(WHAT THE TASK REQUIRES) What lines of the data below hold the string "FetchRequest"? Copy each one out.

(INPUT)
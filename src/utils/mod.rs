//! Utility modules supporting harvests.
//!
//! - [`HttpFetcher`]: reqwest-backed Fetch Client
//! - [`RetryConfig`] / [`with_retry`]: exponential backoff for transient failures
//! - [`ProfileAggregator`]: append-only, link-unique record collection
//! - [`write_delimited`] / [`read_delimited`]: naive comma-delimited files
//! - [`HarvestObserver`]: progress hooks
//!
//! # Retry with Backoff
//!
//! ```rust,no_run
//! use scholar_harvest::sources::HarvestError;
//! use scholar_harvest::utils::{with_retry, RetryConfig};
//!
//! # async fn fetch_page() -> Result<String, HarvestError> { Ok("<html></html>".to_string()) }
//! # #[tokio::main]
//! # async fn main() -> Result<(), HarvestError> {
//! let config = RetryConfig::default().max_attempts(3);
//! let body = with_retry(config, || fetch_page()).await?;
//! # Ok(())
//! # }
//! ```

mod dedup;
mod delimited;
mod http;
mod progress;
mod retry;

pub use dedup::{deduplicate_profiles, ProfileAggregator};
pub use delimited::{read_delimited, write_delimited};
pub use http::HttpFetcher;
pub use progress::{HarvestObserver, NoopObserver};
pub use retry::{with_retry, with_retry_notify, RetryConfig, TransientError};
==
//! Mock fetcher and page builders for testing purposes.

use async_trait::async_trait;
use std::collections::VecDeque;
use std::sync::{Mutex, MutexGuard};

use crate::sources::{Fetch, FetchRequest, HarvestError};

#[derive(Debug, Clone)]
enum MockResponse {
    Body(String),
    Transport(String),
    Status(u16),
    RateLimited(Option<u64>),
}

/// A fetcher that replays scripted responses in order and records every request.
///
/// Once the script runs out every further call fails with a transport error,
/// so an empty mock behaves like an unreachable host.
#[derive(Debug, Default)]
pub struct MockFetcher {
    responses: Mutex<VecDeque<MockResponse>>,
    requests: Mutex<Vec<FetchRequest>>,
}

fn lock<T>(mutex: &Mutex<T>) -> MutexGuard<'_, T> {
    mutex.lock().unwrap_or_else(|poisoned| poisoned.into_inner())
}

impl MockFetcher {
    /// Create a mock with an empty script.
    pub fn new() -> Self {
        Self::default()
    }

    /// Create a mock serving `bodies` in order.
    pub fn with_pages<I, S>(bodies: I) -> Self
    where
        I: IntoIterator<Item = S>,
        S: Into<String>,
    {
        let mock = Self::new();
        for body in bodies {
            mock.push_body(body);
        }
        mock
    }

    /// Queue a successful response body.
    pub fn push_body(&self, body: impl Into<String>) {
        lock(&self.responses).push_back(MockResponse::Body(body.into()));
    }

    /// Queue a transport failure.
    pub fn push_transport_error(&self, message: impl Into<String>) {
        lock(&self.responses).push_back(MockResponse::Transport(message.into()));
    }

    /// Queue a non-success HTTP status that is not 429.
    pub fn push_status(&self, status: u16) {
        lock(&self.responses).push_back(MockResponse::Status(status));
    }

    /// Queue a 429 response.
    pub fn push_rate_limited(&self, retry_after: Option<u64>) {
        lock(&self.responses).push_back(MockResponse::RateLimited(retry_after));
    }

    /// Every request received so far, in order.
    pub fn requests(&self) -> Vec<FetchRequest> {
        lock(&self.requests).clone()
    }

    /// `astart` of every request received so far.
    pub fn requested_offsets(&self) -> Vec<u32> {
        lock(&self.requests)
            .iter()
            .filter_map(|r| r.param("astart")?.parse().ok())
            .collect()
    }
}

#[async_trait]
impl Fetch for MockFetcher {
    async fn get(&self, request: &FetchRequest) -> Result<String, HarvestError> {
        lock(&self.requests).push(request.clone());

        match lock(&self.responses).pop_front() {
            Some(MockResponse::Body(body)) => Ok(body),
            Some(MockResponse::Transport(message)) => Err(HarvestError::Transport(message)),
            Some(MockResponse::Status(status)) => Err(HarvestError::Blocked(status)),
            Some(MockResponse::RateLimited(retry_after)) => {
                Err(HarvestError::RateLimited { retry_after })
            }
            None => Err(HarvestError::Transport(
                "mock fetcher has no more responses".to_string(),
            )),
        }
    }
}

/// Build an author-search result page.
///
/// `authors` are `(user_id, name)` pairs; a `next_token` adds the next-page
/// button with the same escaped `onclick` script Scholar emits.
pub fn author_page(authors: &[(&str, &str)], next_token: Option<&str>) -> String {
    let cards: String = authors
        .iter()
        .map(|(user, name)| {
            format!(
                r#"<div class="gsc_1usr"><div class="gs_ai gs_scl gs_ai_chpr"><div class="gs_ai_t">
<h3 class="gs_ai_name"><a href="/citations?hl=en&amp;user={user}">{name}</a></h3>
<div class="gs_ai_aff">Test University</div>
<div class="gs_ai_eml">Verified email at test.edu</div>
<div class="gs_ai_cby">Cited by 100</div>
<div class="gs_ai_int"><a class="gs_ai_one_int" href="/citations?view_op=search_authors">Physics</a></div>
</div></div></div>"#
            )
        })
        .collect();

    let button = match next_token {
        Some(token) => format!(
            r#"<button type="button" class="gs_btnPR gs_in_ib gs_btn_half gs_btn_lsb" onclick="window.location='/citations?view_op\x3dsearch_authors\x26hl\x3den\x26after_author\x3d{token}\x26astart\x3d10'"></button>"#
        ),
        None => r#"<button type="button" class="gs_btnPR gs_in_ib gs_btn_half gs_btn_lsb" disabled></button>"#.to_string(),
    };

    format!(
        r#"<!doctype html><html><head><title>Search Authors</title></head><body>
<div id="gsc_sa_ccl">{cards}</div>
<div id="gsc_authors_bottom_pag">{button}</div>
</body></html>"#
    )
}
--
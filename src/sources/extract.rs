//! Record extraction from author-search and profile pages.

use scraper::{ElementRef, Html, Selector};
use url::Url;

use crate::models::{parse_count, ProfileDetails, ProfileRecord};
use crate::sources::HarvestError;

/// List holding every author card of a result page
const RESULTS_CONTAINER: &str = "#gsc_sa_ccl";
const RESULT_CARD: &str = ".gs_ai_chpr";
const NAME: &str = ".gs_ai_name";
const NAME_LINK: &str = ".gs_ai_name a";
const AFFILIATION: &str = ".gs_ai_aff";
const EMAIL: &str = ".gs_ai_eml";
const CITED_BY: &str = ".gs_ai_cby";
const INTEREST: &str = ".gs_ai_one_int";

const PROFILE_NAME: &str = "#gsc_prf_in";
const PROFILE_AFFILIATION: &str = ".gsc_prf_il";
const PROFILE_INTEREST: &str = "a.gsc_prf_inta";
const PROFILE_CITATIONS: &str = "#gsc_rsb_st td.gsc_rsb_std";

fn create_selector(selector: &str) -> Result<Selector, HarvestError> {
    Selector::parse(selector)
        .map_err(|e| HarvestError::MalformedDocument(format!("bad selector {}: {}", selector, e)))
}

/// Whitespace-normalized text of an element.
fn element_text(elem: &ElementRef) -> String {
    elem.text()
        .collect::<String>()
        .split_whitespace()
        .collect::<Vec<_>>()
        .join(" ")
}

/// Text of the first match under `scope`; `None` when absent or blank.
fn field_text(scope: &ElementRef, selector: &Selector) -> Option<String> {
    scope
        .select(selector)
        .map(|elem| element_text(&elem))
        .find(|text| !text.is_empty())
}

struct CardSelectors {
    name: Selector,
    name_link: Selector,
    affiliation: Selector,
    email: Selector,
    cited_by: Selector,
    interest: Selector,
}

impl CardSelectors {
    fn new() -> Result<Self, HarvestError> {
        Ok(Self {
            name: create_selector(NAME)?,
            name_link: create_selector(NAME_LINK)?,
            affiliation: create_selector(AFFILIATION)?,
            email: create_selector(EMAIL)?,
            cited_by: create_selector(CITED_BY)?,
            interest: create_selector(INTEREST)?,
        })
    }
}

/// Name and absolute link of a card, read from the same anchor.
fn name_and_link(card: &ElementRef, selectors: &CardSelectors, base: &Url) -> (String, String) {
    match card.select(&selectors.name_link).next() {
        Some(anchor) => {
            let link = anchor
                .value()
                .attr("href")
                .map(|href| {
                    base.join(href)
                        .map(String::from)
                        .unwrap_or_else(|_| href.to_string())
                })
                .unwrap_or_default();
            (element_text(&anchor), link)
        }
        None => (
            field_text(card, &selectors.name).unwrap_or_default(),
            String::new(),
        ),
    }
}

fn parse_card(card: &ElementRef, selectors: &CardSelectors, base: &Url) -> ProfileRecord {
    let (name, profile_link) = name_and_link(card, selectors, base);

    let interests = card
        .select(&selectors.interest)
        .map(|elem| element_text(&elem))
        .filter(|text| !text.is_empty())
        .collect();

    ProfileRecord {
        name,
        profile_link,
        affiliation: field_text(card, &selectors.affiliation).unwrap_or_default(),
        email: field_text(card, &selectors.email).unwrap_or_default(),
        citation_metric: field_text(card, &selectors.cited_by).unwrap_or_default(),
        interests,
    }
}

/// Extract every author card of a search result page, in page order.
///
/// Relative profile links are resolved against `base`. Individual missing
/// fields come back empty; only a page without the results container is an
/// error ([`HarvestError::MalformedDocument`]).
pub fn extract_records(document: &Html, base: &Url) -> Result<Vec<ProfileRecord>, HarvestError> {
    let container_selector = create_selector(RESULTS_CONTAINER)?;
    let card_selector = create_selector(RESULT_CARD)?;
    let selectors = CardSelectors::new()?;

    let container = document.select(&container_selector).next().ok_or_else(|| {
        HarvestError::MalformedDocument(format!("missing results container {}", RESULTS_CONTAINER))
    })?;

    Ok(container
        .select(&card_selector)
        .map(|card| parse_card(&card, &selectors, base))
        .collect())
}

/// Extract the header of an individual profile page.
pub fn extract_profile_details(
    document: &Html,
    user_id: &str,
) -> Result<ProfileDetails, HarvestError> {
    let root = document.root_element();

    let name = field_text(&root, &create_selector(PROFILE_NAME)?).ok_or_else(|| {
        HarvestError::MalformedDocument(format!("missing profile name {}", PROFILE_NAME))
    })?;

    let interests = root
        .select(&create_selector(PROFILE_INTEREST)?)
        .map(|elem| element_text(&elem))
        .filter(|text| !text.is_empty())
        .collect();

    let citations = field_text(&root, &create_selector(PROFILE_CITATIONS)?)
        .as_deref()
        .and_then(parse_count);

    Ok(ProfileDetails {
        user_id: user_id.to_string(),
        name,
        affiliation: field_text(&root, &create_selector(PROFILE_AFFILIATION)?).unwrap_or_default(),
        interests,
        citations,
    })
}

(RESPONSE TO THIS EXERCISE)
use crate::sources::{Fetch, FetchRequest, HarvestError};
    requests: Mutex<Vec<FetchRequest>>,
    pub fn requests(&self) -> Vec<FetchRequest> {
    async fn get(&self, request: &FetchRequest) -> Result<String, HarvestError> {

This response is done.